POS information was a big topic over 30 years ago with the rapid expansion of manufacturer distribution centers; and the growth of large national customers, i.e. multi-site national account customers for new construction, or national distributors that were beginning to build their own regional distribution centers (RDC’s). POS became an issue as the independent reps felt they should be compensated for all material that arrived within their contracted territory. That concept was reasonable and just as manufacturers created the contracts for their services and restricted compensation for the rep efforts to a specific territory. The complication for this market was tied to the definition of specification influence and destination credit.
My history was based on working with lighting reps, where multi-national customers (e.g. Limited Stores, Walmart, banks, etc.) building multiple new locations used a specification of building materials that was created in one location; with a ‘specification rep’ involved in the specs, a destination rep where the products were shipped for the new store, and potentially a distributor partner that inventoried products to serve the national account; with a different rep in that territory and untold numbers of reps that may be actively trying to sub out materials on the local levels with the contractors that were building the store. In short…the potential number of reps that felt they were due compensation because the products were touching their territory…could be several. And the transaction of that process, i.e. invoicing, was limited to one entity, the purchaser: typically, the distributor. It’s complicated.
Large manufacturers, regardless whether they are lighting manufacturers or construction supply equipment manufacturers, typically have multiple channels of distribution. So, if the local Ace Hardware store sells 15 steel boxes, does each ‘channel’ rep deserve compensation for that transaction? And does that require Ace to tell the manufacturer, by SKU by store location where they shipped those products?

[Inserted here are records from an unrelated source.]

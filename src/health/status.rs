//! Health status types and classification.

use crate::circuit_breaker::CircuitState;
use crate::config::duration_ms;
use crate::core::RecoveryError;
use crate::recovery::ComponentRole;

use chrono::{DateTime, Utc};
use serde::{Deserialize, Serialize};
use std::fmt;
use std::time::Duration;

/// Configuration for health aggregation.
#[derive(Debug, Clone, PartialEq, Serialize, Deserialize)]
#[serde(default)]
pub struct HealthConfig {
    /// Time between health passes.
    #[serde(rename = "interval_ms", with = "duration_ms")]
    pub interval: Duration,

    /// Timeout for a single probe.
    #[serde(rename = "probe_timeout_ms", with = "duration_ms")]
    pub probe_timeout: Duration,
}

impl Default for HealthConfig {
    fn default() -> Self {
        Self {
            interval: Duration::from_secs(30),
            probe_timeout: Duration::from_secs(5),
        }
    }
}

impl HealthConfig {
    /// Creates a new configuration with defaults.
    pub fn new() -> Self {
        Self::default()
    }

    /// Sets the interval between passes.
    pub fn with_interval(mut self, interval: Duration) -> Self {
        self.interval = interval;
        self
    }

    /// Sets the probe timeout.
    pub fn with_probe_timeout(mut self, timeout: Duration) -> Self {
        self.probe_timeout = timeout;
        self
    }

    /// Validates the configuration.
    pub fn validate(&self) -> Result<(), RecoveryError> {
        if self.interval.is_zero() {
            return Err(RecoveryError::configuration(
                "health interval must be greater than zero",
            ));
        }
        if self.probe_timeout.is_zero() {
            return Err(RecoveryError::configuration(
                "health probe_timeout must be greater than zero",
            ));
        }
        Ok(())
    }
}

/// Health classification of a component or of the whole system.
#[derive(Debug, Clone, Copy, PartialEq, Eq, Hash, Serialize, Deserialize)]
#[serde(rename_all = "lowercase")]
pub enum HealthStatus {
    /// Everything works.
    Healthy,
    /// Working, with reduced fidelity.
    Degraded,
    /// Not working.
    Unhealthy,
}

impl HealthStatus {
    /// Returns the status as a stable string label.
    pub fn as_str(&self) -> &'static str {
        match self {
            Self::Healthy => "healthy",
            Self::Degraded => "degraded",
            Self::Unhealthy => "unhealthy",
        }
    }

    /// Returns `true` if healthy.
    pub fn is_healthy(&self) -> bool {
        matches!(self, Self::Healthy)
    }
}

impl fmt::Display for HealthStatus {
    fn fmt(&self, f: &mut fmt::Formatter<'_>) -> fmt::Result {
        f.write_str(self.as_str())
    }
}

/// Result of probing one component.
#[derive(Debug, Clone, PartialEq, Serialize, Deserialize)]
pub struct ComponentHealth {
    /// The component.
    pub name: ComponentRole,
    /// Component status.
    pub status: HealthStatus,
    /// Breaker state after the probe.
    pub circuit_state: CircuitState,
    /// Whether the component is critical.
    pub critical: bool,
    /// When the probe ran; `None` if it was skipped.
    pub last_checked_at: Option<DateTime<Utc>>,
    /// Error from the probe, or why it was skipped.
    pub last_error: Option<String>,
    /// How long the probe took.
    pub latency_ms: Option<u64>,
}

/// System-wide health snapshot.
#[derive(Debug, Clone, PartialEq, Serialize, Deserialize)]
pub struct SystemHealth {
    /// Overall status.
    pub status: HealthStatus,
    /// Per-component results, in role order.
    pub components: Vec<ComponentHealth>,
    /// Human-readable problems found.
    pub issues: Vec<String>,
    /// When the pass finished.
    pub checked_at: DateTime<Utc>,
}

impl SystemHealth {
    /// Classifies a set of component results.
    ///
    /// The system is unhealthy if any critical component is unhealthy or has
    /// an open circuit, degraded if any other component is not healthy, and
    /// healthy otherwise.
    pub fn from_components(components: Vec<ComponentHealth>) -> Self {
        let mut status = HealthStatus::Healthy;
        let mut issues = Vec::new();

        for component in &components {
            let open = component.circuit_state == CircuitState::Open;
            if component.status.is_healthy() && !open {
                continue;
            }

            let reason = component
                .last_error
                .as_deref()
                .unwrap_or(component.status.as_str());
            issues.push(format!(
                "{} ({}, circuit {}): {}",
                component.name,
                if component.critical { "critical" } else { "non-critical" },
                component.circuit_state,
                reason
            ));

            if component.critical && (component.status == HealthStatus::Unhealthy || open) {
                status = HealthStatus::Unhealthy;
            } else if status == HealthStatus::Healthy {
                status = HealthStatus::Degraded;
            }
        }

        Self {
            status,
            components,
            issues,
            checked_at: Utc::now(),
        }
    }

    /// Returns the result for `role`, if it was probed.
    pub fn component(&self, role: ComponentRole) -> Option<&ComponentHealth> {
        self.components.iter().find(|c| c.name == role)
    }
}

#[cfg(test)]
mod tests {
    use super::*;

    fn component(
        name: ComponentRole,
        status: HealthStatus,
        circuit_state: CircuitState,
        critical: bool,
    ) -> ComponentHealth {
        ComponentHealth {
            name,
            status,
            circuit_state,
            critical,
            last_checked_at: Some(Utc::now()),
            last_error: None,
            latency_ms: Some(1),
        }
    }

    #[test]
    fn test_all_healthy() {
        let health = SystemHealth::from_components(vec![
            component(ComponentRole::SampleCollector, HealthStatus::Healthy, CircuitState::Closed, true),
            component(ComponentRole::PatternGenerator, HealthStatus::Healthy, CircuitState::Closed, false),
        ]);
        assert_eq!(health.status, HealthStatus::Healthy);
        assert!(health.issues.is_empty());
    }

    #[test]
    fn test_non_critical_failure_degrades() {
        let health = SystemHealth::from_components(vec![
            component(ComponentRole::SampleCollector, HealthStatus::Healthy, CircuitState::Closed, true),
            component(ComponentRole::PatternGenerator, HealthStatus::Unhealthy, CircuitState::Open, false),
        ]);
        assert_eq!(health.status, HealthStatus::Degraded);
        assert_eq!(health.issues.len(), 1);
        assert!(health.issues[0].starts_with("pattern_generator"));
    }

    #[test]
    fn test_critical_open_circuit_is_unhealthy() {
        let health = SystemHealth::from_components(vec![
            component(ComponentRole::TelemetrySink, HealthStatus::Healthy, CircuitState::Open, true),
            component(ComponentRole::PatternGenerator, HealthStatus::Unhealthy, CircuitState::Closed, false),
        ]);
        assert_eq!(health.status, HealthStatus::Unhealthy);
        assert_eq!(health.issues.len(), 2);
    }

    #[test]
    fn test_critical_half_open_degrades() {
        let health = SystemHealth::from_components(vec![component(
            ComponentRole::TelemetrySink,
            HealthStatus::Degraded,
            CircuitState::HalfOpen,
            true,
        )]);
        assert_eq!(health.status, HealthStatus::Degraded);
    }

    #[test]
    fn test_status_serialization() {
        assert_eq!(
            serde_json::to_string(&HealthStatus::Unhealthy).unwrap(),
            "\"unhealthy\""
        );
    }

    #[test]
    fn test_config_validation() {
        assert!(HealthConfig::default().validate().is_ok());
        assert!(HealthConfig::new()
            .with_interval(Duration::ZERO)
            .validate()
            .is_err());
    }
}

30 years later and NEMRA is announcing they have 60 manufacturers agreeing to terms of a new software system to assist in documenting the transfer of products through distributor RDC’s to compensate the reps across those territories. We’ve had the industry IT talent working on this for 30 years and we have concurrence on a new system of 60 distributors. (we have over 12,000 distributor locations in our system). Let’s be a little provocative…
Independent reps exist for two primary reasons:
- Local expertise and relationships deliver better sales performance for national manufacturers
- Indirect sales yield the lowest cost of sales solution to a manufacturer
And good reps make a very good living, i.e. it’s a profitable business to run. The manufacturers profit from an indirect sales approach, the reps make money by sticking close to home and building local relationships. Why do both sides spend so much time arguing over the illusive ‘lost sale’?

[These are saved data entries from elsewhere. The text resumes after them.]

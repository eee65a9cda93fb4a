//! Fallback strategies and per-call options.

use crate::core::RecoveryError;
use crate::recovery::outcome::Outcome;

use std::fmt;
use std::time::Duration;

/// A caller-supplied fallback computation.
pub type CustomFallback<T> =
    Box<dyn FnOnce(&RecoveryError) -> Result<T, RecoveryError> + Send + 'static>;

/// What to return when a guarded operation cannot produce a value.
///
/// Fallback values are tagged in the returned [`Outcome`] and never count as
/// successes of the guarded dependency.
pub enum FallbackStrategy<T> {
    /// Return the last known good value, tagged [`Outcome::Cached`].
    RetryCached(T),
    /// Return an empty value, tagged [`Outcome::Degraded`].
    DegradeEmpty(fn() -> T),
    /// Compute a value from the error, tagged [`Outcome::Degraded`].
    Custom(CustomFallback<T>),
}

impl<T> FallbackStrategy<T> {
    /// Returns `T::default()` on failure.
    pub fn degrade_empty() -> Self
    where
        T: Default,
    {
        Self::DegradeEmpty(T::default)
    }

    /// Returns `value` on failure, tagged as cached.
    pub fn cached(value: T) -> Self {
        Self::RetryCached(value)
    }

    /// Computes the fallback value with `f`.
    pub fn custom<F>(f: F) -> Self
    where
        F: FnOnce(&RecoveryError) -> Result<T, RecoveryError> + Send + 'static,
    {
        Self::Custom(Box::new(f))
    }

    /// Produces the fallback outcome for `error`.
    ///
    /// Only a failing [`Custom`](Self::Custom) fallback returns an error.
    pub fn apply(self, component: &str, error: &RecoveryError) -> Result<Outcome<T>, RecoveryError> {
        match self {
            Self::RetryCached(value) => Ok(Outcome::Cached(value)),
            Self::DegradeEmpty(empty) => Ok(Outcome::Degraded(empty())),
            Self::Custom(f) => f(error).map(Outcome::Degraded).map_err(|e| {
                RecoveryError::FallbackFailed {
                    component: component.to_string(),
                    message: format!("{e} (after: {error})"),
                }
            }),
        }
    }

    fn name(&self) -> &'static str {
        match self {
            Self::RetryCached(_) => "retry_cached",
            Self::DegradeEmpty(_) => "degrade_empty",
            Self::Custom(_) => "custom",
        }
    }
}

impl<T> fmt::Debug for FallbackStrategy<T> {
    fn fmt(&self, f: &mut fmt::Formatter<'_>) -> fmt::Result {
        f.write_str(self.name())
    }
}

/// Per-call options for [`RecoveryOrchestrator::execute`].
///
/// [`RecoveryOrchestrator::execute`]: crate::recovery::RecoveryOrchestrator::execute
pub struct ExecuteOptions<T> {
    /// Fallback applied when the operation fails or is skipped.
    pub fallback: Option<FallbackStrategy<T>>,
    /// Per-attempt timeout; the orchestrator default applies when `None`.
    pub timeout: Option<Duration>,
    /// Longest time to wait for a recovery slot; waits forever when `None`.
    pub deadline: Option<Duration>,
    /// Extra attempts after the first failure.
    pub retries: u32,
}

impl<T> ExecuteOptions<T> {
    /// Creates options with no fallback, default timeout and no retries.
    pub fn new() -> Self {
        Self {
            fallback: None,
            timeout: None,
            deadline: None,
            retries: 0,
        }
    }

    /// Sets the fallback.
    pub fn with_fallback(mut self, fallback: FallbackStrategy<T>) -> Self {
        self.fallback = Some(fallback);
        self
    }

    /// Sets the per-attempt timeout.
    pub fn with_timeout(mut self, timeout: Duration) -> Self {
        self.timeout = Some(timeout);
        self
    }

    /// Sets the slot wait deadline.
    pub fn with_deadline(mut self, deadline: Duration) -> Self {
        self.deadline = Some(deadline);
        self
    }

    /// Sets the number of retries.
    pub fn with_retries(mut self, retries: u32) -> Self {
        self.retries = retries;
        self
    }
}

impl<T> Default for ExecuteOptions<T> {
    fn default() -> Self {
        Self::new()
    }
}

impl<T> fmt::Debug for ExecuteOptions<T> {
    fn fmt(&self, f: &mut fmt::Formatter<'_>) -> fmt::Result {
        f.debug_struct("ExecuteOptions")
            .field("fallback", &self.fallback)
            .field("timeout", &self.timeout)
            .field("deadline", &self.deadline)
            .field("retries", &self.retries)
            .finish()
    }
}

#[cfg(test)]
mod tests {
    use super::*;

    fn failure() -> RecoveryError {
        RecoveryError::timeout("telemetry_sink", Duration::from_secs(1))
    }

    #[test]
    fn test_retry_cached() {
        let outcome = FallbackStrategy::cached(vec![1, 2, 3])
            .apply("telemetry_sink", &failure())
            .unwrap();
        assert_eq!(outcome, Outcome::Cached(vec![1, 2, 3]));
    }

    #[test]
    fn test_degrade_empty() {
        let outcome = FallbackStrategy::<Vec<u8>>::degrade_empty()
            .apply("sample_collector", &failure())
            .unwrap();
        assert_eq!(outcome, Outcome::Degraded(Vec::new()));
    }

    #[test]
    fn test_custom_sees_error() {
        let outcome = FallbackStrategy::custom(|e: &RecoveryError| Ok(e.is_transient()))
            .apply("telemetry_sink", &failure())
            .unwrap();
        assert_eq!(outcome, Outcome::Degraded(true));
    }

    #[test]
    fn test_failing_custom_fallback() {
        let err = FallbackStrategy::<u32>::custom(|_| {
            Err(RecoveryError::configuration("no snapshot"))
        })
        .apply("telemetry_sink", &failure())
        .unwrap_err();

        assert!(matches!(err, RecoveryError::FallbackFailed { .. }));
        assert!(err.to_string().contains("no snapshot"));
    }

    #[test]
    fn test_options_builder() {
        let options = ExecuteOptions::<()>::new()
            .with_timeout(Duration::from_millis(250))
            .with_retries(2)
            .with_fallback(FallbackStrategy::degrade_empty());
        assert_eq!(options.retries, 2);
        assert_eq!(options.timeout, Some(Duration::from_millis(250)));
        assert_eq!(format!("{:?}", options.fallback), "Some(degrade_empty)");
    }
}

In 2018, Egret completed a survey of Lighting Reps, that documented average commissions, channel structures, organization approaches, etc. One thing that jumped out was several participating reps stated they have their own e-commerce channel. A few are selling their manufacturers’ products on Amazon! Do those reps track POS data to compensate the destination reps? Where does it stop?
We can do better. Let’s explore parsimony…
I urge that NEMRA tasks a committee of their largest reps and largest manufacturers to craft a compensation model whereby the reps are paid a guaranteed and just compensation for their efforts; with suitable incentives built in for growth, by product category or profitability or new product sales or overall sales.
If the manufacturer paid their rep $1,000,000 last year, then the starting point should likely be $1,000,000 tied to a formula of sales that is easily and reliably accountable…all sales through local distributors or traditional approaches to the market. The rep gets a guaranteed commitment of $1M, with upside incentives and quarterly reviews of performance against goals. Establish the mutual metrics of performance and make sure they’re easy to track for both sides. Treat an occasional exception, as an exception and provide compensation adjustments for those.
With over 30 years of efforts invested in trying to find the lost sales of POS, let’s abandon these wasted investments in proving a null hypothesis. POS has engendered more distrust between the parties than the number of problems it’s actually solved. You can always find a lost order somewhere, with the expansion of new channels, the multiplicity of shipping (think of Amazon’s one-day process and how many boxes you can receive for the same order, all from multiple sites) and the continuing challenges to wholesale distribution and retail sales…why not strive for ‘simple’?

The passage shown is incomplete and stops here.